The MM10 mouse genome assembly is derived from C57BL/J6, so is ideal for this exercise. The proteins including all isoforms were downloaded from UniProt 2023_01, utilising the same URL as used to download the database for MS analysis.

### Candida albicans SC5314

Candida albicans SC5314 has been sequenced, and has the NCBI taxonomy identifier 237561. These proteins are similarly downloaded from UniProt 2023_01.

### Trypsin digests

Various tools are available for carrying out _in-silico_ trypsin digests. For the purposes of this exercise, a basic trypsin digest is adequeate. The EMBOSS 6.6.0.0 pepdigest tool can carry out trypsin digests, and by default does not cut proteins at unfavoured sites ('KR' followed by any of 'KRIFLP'). Trypsin digests are selected using the option '-menu 1', while it is also necessary to select whether to use monoisotopic weights or not for determination of peptide weights, but these aren't of relevance here. 

The following code cell will download the data, run pepdigest on the resulting fasta files and parse the results into Pandas dataframes, which are stored within a 'PepOverlap' object. Summary statistics of these are then produced and stored in the same object. The resulting output files will be retained in the `data` directory

In [None]:
os.makedirs('data',exist_ok=True)

pep_data=PepOverlap()

beasts={
	'mouse':   "https://rest.uniprot.org/uniprotkb/stream?download=true&format=fasta&includeIsoform=true&query=(reviewed%3Atrue)%20AND%20(model_organism%3A10090)",
	'candida': "https://rest.uniprot.org/uniprotkb/stream?format=fasta&includeIsoform=true&query=%28%28taxonomy_id%3A237561%29%29"
}

for beast in beasts.keys():
	download(beasts[beast],beast)
	pepdigest(beast)

with yaspin(text="Processing results..."):
	pep_data.total_dfs['mouse'] = parse_pepdigest('mouse')
	pep_data.total_dfs['candida']= parse_pepdigest('candida')

	pep_data=summarise_proteome('mouse', pep_data)
	pep_data=summarise_proteome('candida', pep_data)


## Results

The total number of proteins and peptides represented, and also the proportion of proteins and peptides which are unique _within_ that organism are indicated in the table below the following cell. The unique proteins and peptides from each organism are then combined, and the unique numbers within this set also identified (labeled 'Combined unique peptides' in the table). This represents the set of peptides which are potentially identifiable by MS which can be attributed to a specific protein within a specific organism. The 'Unique proteins' and 'Unique peptides' values in this row indicate the proteins and peptides which are unique in the context of both organisms. 

In [None]:
# Combined values from both genomes
merged_df=pd.concat(pep_data.unique_dfs)

merged_prots=merged_df['protein_id'].unique().tolist()
unique_merged_df=merged_df.drop_duplicates('peptide',keep=False)
unique_merged_prots=unique_merged_df['protein_id'].unique().tolist()

merged_data={
	'Category': 'Combined unique peptides',
	'Peptide count': len(merged_df.index),
	'Protein count': len(merged_prots),
	'Unique peptides': len(unique_merged_df.index),
	'Unique proteins': len(unique_merged_prots)
}
pep_data.summary_data.append(merged_data)

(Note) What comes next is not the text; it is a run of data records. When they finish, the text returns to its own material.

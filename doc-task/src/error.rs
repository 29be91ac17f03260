//! Error types for the task engine.

use std::path::PathBuf;
use thiserror::Error;

/// Errors raised while loading or validating a session configuration.
///
/// These abort startup, either directly or wrapped in `GeneratorError`.
#[derive(Debug, Error)]
pub enum ConfigError {
    #[error("failed to load configuration: {0}")]
    Load(#[from] config::ConfigError),
    #[error("invalid value for `{field}`: {reason}")]
    Invalid { field: &'static str, reason: String },
}

impl ConfigError {
    pub(crate) fn invalid(field: &'static str, reason: impl Into<String>) -> Self {
        Self::Invalid {
            field,
            reason: reason.into(),
        }
    }
}

/// Errors raised by trial generators.
#[derive(Debug, Error)]
pub enum GeneratorError {
    #[error(transparent)]
    Config(#[from] ConfigError),
    #[error("trial parameter `{name}` must be {expected}, got {found}")]
    InvalidParam {
        name: String,
        expected: &'static str,
        found: String,
    },
    #[error("failed to read trial sequence {path}: {source}")]
    SequenceIo {
        path: PathBuf,
        #[source]
        source: std::io::Error,
    },
    #[error("failed to parse trial sequence {path}: {source}")]
    SequenceFormat {
        path: PathBuf,
        #[source]
        source: serde_json::Error,
    },
}

/// Errors raised by trial sinks.
#[derive(Debug, Error)]
pub enum SinkError {
    #[error("trial sink i/o failed: {0}")]
    Io(#[from] std::io::Error),
    #[error("failed to encode trial record: {0}")]
    Encode(#[from] serde_json::Error),
}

# Intersections between values for both genomes
duplicate_df=merged_df[merged_df.duplicated('peptide',keep=False)]
common_prots=duplicate_df['protein_id'].unique().tolist()

summary_columns=['Category','Protein count','Peptide count','Unique proteins', 'Unique peptides']
summary_df=pd.DataFrame(pep_data.summary_data,columns=summary_columns)

pep_data.duplicate_df=duplicate_df
with open('data/pep_data.pkl','wb') as fh:
	pickle.dump(pep_data,fh)

hv.Table(summary_df).opts(width=1000,title='Table 1: Summary of protein and peptide counts',fontsize={'title':12})

The intersections of various sets of peptides are shown in figure 1. The subset of *Candida albicans* and *Mus musculus* peptides which are unique within each organism are indicated in plots (a) and (b). These represent the number of peptides within each organism whose source can bot be categorically identified within an MS experiment involving that organism alone. The intersection between the full set of peptides from both organisms is indicated in (c), while (d) illustrates the number of peptides within the unique set of peptides from each organism. 

In [None]:
plt.figure(figsize=(20, 15))
plt.subplot(221)
plt.title('(a) Candida albicans peptides',fontsize=20)

ca_pep=venn2(
		[set(pep_data.peplists_total['candida']),
		 set(pep_data.peplists_unique['candida'])],
		set_labels=(f"All peptides\n({len(pep_data.peplists_total['candida'])})", 
					f"Unique peptides\n({len(pep_data.peplists_unique['candida'])})")
	)
ca_pep=format_venn(ca_pep)
	
plt.subplot(222)
plt.title('(b) Mus musculus',fontsize=20)
mm_pep=venn2(
		[set(pep_data.peplists_total['mouse']),
		 set(pep_data.peplists_unique['mouse'] )],
		set_labels=(f"All peptides\n({len(pep_data.peplists_total['mouse'])})",
					f"Unique peptides\n({len(pep_data.peplists_unique['mouse'])})")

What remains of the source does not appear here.